Required work
Check each line of the material. Copy those containing "decrypted".

Information supplied
---

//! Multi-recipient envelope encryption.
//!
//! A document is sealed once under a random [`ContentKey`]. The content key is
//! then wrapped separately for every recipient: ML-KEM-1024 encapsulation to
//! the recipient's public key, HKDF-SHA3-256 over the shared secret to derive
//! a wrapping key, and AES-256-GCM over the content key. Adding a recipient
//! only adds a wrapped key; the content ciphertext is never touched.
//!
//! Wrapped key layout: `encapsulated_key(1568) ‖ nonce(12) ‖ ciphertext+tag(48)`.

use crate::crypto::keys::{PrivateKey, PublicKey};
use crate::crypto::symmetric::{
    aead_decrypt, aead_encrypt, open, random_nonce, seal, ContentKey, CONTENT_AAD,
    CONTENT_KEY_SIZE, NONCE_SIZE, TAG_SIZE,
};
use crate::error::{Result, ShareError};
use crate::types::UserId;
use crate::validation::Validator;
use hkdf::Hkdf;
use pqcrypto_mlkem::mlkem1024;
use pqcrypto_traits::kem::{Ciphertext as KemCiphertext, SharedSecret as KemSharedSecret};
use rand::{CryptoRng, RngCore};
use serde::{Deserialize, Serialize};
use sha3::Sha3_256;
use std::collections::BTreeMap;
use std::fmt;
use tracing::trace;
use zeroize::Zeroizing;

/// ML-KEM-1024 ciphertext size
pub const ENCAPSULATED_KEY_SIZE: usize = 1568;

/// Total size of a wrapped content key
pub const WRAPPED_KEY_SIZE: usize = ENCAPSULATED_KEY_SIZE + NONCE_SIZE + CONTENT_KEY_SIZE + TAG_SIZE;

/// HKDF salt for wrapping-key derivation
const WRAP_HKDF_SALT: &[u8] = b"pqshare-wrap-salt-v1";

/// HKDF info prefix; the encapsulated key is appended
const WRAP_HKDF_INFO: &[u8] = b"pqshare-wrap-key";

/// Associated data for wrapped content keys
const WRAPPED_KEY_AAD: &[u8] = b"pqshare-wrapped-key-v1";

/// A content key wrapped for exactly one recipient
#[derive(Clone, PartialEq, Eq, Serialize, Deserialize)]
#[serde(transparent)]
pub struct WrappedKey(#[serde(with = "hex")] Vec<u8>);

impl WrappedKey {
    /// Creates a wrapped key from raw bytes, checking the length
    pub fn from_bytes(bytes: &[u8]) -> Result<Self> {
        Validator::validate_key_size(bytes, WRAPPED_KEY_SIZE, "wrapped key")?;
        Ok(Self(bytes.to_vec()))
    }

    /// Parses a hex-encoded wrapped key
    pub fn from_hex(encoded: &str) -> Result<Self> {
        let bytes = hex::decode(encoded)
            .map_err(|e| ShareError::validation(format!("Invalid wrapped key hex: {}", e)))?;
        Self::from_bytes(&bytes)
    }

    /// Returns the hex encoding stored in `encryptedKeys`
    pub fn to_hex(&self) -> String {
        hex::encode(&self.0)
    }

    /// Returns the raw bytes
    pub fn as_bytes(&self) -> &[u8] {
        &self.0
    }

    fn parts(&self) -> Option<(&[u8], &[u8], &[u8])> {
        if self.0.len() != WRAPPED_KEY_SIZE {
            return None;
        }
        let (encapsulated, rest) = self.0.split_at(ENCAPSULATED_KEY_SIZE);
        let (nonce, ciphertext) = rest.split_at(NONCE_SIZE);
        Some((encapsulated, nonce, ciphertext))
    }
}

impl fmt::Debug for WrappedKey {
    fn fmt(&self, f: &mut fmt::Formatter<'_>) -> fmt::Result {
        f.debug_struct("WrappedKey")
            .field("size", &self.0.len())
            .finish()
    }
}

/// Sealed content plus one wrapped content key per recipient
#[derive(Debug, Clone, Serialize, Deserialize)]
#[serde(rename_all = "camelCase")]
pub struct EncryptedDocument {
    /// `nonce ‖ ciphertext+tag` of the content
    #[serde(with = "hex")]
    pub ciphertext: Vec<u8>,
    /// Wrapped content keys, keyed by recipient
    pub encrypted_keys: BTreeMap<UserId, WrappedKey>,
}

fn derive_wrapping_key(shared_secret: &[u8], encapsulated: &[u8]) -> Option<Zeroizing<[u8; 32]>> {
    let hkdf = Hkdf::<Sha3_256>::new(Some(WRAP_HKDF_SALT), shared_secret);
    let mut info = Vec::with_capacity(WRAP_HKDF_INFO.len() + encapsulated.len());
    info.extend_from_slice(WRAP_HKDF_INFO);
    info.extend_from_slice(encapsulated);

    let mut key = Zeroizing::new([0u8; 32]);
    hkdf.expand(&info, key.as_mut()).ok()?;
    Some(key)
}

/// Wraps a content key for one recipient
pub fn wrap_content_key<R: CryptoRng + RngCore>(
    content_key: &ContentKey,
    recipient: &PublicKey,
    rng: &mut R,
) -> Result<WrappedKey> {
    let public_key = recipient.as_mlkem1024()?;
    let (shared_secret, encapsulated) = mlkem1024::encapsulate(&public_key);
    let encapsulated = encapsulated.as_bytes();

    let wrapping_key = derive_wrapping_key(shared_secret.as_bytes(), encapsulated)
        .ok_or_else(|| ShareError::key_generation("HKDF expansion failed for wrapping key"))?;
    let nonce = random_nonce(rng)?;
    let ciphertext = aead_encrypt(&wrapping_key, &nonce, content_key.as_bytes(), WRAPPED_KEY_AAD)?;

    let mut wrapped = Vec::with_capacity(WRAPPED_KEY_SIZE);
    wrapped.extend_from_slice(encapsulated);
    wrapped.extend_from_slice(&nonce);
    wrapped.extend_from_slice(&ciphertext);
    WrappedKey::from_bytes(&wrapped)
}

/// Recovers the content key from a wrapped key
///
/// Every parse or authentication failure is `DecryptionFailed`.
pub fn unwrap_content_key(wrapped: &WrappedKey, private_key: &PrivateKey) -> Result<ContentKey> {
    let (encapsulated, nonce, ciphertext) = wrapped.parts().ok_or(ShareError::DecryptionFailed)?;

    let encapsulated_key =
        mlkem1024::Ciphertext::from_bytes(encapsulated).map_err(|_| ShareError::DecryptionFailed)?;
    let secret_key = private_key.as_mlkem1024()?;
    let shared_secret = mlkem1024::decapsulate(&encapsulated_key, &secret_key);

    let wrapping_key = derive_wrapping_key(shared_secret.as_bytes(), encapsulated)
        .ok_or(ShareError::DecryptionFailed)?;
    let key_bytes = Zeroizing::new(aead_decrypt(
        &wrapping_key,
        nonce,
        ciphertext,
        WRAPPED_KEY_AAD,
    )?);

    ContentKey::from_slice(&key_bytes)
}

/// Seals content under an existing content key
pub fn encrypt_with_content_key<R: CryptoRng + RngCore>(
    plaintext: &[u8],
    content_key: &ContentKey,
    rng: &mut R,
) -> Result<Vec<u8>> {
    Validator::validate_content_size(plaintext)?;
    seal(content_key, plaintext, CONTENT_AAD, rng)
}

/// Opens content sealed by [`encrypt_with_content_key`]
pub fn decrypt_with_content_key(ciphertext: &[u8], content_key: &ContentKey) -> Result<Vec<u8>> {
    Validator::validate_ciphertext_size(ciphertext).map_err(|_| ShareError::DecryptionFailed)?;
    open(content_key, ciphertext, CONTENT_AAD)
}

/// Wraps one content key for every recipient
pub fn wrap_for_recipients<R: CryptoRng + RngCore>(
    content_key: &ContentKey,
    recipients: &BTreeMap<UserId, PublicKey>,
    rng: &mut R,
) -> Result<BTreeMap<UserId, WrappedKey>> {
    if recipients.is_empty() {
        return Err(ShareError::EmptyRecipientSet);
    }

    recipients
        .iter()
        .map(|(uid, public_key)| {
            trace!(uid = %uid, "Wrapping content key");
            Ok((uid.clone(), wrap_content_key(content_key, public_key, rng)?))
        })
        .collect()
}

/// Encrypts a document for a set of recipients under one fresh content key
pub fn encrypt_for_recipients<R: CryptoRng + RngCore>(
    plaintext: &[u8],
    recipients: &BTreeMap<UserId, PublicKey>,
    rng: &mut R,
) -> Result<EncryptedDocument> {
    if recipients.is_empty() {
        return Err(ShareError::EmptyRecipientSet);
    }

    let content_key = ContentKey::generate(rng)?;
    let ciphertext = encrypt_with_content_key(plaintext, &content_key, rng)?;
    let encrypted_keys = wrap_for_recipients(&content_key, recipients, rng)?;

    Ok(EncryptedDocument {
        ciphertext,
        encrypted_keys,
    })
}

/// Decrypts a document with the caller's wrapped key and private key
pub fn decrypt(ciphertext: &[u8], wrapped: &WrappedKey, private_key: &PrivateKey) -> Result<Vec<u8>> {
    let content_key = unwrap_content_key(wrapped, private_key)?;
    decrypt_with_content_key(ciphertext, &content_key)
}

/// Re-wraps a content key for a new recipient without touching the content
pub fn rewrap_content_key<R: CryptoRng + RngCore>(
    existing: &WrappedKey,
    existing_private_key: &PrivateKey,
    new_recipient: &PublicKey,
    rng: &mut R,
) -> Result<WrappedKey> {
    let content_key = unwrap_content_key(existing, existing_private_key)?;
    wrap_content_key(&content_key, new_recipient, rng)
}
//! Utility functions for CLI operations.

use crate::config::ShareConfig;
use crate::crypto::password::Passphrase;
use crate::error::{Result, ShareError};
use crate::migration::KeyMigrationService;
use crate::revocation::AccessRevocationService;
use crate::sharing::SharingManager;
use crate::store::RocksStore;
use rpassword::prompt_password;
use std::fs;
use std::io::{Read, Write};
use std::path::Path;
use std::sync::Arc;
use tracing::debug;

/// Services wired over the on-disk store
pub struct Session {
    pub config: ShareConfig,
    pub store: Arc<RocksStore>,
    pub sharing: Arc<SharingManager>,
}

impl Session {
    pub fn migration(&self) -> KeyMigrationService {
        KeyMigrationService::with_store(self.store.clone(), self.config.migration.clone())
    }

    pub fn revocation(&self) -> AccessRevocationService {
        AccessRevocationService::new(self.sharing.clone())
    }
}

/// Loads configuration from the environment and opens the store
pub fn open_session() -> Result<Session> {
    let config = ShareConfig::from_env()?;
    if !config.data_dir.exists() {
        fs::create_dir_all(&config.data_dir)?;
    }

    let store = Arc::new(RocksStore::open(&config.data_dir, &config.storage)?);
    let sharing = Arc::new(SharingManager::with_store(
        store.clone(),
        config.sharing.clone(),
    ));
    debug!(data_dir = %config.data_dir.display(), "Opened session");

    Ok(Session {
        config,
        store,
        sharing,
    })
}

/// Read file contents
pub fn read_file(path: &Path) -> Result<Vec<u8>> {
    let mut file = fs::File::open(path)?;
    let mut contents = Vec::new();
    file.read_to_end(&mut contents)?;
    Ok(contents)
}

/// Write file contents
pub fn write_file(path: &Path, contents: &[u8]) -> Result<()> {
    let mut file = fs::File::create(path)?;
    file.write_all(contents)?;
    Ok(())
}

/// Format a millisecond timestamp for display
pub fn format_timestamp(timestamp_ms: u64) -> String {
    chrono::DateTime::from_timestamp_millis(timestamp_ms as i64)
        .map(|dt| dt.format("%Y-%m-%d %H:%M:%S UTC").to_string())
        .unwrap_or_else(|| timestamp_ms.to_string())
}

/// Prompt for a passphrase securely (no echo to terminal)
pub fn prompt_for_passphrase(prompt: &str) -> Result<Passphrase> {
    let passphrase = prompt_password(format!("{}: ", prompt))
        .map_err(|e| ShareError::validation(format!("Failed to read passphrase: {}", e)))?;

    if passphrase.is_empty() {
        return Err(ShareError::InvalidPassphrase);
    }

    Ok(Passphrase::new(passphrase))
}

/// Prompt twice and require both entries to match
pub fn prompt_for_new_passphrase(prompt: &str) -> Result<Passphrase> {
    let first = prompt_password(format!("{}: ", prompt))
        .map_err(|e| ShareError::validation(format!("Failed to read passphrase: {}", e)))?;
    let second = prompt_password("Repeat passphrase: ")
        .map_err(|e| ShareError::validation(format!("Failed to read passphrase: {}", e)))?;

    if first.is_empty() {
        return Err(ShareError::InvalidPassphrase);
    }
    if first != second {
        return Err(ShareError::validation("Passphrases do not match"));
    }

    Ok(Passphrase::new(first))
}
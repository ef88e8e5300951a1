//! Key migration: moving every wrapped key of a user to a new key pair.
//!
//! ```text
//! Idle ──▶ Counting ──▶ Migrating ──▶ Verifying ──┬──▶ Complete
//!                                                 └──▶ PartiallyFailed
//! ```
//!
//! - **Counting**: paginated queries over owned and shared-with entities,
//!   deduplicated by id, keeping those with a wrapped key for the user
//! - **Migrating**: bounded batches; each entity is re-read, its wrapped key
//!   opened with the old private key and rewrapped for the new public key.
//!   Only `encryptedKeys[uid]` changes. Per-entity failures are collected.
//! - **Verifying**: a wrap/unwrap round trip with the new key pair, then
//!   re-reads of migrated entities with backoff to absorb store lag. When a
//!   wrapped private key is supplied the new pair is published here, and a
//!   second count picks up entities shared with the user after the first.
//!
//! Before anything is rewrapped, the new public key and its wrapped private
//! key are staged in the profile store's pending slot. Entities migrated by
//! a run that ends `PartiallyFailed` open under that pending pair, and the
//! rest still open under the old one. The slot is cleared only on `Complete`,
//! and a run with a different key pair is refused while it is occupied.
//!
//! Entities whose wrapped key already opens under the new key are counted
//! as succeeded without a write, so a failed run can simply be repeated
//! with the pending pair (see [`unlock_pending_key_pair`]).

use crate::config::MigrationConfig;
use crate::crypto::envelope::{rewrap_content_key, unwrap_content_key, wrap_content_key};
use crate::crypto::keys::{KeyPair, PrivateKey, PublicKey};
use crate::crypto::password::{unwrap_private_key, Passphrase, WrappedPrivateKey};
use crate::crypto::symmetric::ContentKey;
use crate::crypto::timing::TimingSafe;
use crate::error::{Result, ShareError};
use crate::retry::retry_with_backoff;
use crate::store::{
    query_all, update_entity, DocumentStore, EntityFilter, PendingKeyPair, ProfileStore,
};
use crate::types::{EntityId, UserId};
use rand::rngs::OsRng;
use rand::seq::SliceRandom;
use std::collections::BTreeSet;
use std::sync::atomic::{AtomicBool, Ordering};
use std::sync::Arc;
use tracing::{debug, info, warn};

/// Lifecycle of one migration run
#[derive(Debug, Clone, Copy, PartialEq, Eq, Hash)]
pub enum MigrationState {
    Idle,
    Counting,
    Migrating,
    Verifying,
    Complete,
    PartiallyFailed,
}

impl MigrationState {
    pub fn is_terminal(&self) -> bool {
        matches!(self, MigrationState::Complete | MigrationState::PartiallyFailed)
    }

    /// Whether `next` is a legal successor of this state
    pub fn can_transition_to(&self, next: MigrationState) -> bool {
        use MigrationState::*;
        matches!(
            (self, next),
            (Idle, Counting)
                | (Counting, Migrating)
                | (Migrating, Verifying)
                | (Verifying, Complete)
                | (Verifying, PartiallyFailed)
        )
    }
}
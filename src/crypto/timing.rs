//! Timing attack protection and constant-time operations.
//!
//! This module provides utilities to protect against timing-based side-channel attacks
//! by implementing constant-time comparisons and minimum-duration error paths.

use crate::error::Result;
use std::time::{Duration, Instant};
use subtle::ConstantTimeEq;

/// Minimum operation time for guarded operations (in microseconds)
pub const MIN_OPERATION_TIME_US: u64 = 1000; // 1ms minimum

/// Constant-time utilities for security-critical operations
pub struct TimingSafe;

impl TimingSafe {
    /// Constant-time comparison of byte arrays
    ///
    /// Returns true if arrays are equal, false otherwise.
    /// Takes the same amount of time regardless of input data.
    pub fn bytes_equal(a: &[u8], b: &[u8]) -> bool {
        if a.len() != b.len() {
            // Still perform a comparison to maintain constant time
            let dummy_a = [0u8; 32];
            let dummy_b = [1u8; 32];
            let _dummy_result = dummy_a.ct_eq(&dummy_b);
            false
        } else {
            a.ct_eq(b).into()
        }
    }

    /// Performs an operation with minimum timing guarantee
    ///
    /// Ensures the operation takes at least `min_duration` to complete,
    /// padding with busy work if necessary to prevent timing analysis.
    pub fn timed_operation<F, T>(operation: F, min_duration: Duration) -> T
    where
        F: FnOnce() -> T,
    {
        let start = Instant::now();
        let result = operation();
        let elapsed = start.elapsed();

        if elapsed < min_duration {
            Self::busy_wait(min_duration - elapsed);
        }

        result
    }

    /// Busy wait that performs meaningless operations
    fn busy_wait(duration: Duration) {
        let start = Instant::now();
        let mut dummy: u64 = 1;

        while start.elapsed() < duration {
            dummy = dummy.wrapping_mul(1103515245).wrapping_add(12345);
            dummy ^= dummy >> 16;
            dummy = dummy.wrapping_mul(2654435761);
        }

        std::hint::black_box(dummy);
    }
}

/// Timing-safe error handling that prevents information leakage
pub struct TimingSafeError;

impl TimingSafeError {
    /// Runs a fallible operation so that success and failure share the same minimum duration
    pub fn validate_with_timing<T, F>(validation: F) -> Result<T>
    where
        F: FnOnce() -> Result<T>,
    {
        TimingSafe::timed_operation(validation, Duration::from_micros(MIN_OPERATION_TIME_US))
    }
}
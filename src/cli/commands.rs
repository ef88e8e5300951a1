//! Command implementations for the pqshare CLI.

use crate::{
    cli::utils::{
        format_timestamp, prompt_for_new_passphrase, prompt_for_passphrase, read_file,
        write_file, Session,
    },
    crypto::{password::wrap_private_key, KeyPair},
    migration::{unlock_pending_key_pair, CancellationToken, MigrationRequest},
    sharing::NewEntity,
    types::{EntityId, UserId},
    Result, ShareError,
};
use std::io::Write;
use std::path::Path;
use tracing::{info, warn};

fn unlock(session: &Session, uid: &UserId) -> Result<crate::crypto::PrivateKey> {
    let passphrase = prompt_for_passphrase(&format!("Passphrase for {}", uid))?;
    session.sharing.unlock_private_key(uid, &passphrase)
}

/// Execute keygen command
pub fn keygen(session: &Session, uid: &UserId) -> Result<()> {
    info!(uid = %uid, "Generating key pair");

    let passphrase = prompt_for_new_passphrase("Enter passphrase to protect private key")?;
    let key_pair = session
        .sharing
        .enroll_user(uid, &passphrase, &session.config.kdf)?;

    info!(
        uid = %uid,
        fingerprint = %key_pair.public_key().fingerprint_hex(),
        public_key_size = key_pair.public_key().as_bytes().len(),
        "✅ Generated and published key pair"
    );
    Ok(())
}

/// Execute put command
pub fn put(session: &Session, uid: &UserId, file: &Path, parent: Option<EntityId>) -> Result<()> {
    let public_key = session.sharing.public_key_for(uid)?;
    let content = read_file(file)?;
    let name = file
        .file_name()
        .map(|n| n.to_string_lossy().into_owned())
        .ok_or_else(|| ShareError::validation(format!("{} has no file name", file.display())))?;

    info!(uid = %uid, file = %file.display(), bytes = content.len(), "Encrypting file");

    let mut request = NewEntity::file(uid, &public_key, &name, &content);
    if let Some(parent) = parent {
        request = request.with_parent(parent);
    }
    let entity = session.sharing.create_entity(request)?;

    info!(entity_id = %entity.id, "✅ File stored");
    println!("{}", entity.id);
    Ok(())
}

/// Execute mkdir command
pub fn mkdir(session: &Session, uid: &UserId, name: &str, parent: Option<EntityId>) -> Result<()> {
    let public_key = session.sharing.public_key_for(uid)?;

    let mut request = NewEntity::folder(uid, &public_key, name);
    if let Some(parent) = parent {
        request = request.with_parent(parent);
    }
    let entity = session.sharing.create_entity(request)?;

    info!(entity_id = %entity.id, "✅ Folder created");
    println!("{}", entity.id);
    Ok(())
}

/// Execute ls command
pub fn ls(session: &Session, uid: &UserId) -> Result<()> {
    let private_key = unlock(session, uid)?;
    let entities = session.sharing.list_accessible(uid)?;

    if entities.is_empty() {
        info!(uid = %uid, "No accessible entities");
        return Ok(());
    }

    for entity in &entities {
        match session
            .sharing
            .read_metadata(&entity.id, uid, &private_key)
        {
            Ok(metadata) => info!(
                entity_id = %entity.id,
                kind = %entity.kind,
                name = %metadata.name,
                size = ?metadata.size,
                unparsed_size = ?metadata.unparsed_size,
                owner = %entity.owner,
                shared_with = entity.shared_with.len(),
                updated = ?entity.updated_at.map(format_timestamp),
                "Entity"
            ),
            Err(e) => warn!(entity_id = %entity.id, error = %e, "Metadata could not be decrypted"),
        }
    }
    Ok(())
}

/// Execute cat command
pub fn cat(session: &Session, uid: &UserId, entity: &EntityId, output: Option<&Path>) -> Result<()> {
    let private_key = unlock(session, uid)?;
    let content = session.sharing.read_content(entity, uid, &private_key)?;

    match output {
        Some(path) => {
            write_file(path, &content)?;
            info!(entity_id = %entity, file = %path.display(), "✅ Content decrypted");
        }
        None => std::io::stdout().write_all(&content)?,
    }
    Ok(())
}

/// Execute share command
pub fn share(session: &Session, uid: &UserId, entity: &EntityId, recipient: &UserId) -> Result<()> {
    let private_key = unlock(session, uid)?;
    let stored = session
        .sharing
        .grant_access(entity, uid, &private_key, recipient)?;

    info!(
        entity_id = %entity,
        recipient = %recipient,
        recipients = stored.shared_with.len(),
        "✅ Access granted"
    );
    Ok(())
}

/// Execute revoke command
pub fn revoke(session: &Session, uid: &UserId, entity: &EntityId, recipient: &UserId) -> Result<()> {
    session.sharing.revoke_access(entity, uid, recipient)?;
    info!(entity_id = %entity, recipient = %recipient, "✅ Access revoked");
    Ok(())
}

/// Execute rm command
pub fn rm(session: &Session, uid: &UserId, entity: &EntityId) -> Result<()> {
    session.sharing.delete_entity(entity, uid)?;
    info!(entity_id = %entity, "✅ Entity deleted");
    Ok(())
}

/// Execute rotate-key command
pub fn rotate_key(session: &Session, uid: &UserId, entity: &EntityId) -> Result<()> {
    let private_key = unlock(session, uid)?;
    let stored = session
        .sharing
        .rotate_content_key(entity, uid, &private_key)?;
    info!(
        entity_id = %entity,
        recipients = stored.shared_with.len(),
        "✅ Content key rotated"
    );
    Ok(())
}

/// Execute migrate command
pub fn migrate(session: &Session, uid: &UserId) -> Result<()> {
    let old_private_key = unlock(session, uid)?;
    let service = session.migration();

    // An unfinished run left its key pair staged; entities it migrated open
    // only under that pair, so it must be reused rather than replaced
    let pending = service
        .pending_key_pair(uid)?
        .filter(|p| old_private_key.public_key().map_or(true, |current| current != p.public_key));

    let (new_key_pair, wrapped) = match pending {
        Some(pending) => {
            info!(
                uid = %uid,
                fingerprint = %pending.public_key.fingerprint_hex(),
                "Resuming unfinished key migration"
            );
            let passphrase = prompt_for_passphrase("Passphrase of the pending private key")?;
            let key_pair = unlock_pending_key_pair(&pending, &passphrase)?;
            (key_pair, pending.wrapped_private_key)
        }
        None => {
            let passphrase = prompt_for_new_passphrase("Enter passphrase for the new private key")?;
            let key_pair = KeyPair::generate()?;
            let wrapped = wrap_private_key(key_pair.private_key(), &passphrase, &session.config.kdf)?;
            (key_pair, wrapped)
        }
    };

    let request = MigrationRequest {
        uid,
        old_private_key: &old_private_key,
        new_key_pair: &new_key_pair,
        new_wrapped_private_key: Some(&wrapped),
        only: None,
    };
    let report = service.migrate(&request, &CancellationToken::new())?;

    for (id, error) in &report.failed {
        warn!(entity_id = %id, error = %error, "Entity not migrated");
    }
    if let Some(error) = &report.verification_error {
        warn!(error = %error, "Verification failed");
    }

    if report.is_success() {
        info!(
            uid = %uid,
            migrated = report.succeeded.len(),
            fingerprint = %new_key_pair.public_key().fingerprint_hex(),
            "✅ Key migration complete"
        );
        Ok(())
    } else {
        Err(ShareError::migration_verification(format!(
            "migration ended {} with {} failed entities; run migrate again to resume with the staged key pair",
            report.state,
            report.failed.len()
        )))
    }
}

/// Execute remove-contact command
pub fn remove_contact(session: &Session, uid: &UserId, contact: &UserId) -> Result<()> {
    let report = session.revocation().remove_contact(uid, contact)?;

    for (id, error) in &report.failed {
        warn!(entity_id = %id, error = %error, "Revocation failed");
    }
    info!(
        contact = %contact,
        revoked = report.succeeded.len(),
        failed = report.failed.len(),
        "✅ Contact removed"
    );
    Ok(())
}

---

Written response
            Err(e) => warn!(entity_id = %entity.id, error = %e, "Metadata could not be decrypted"),
            info!(entity_id = %entity, file = %path.display(), "✅ Content decrypted");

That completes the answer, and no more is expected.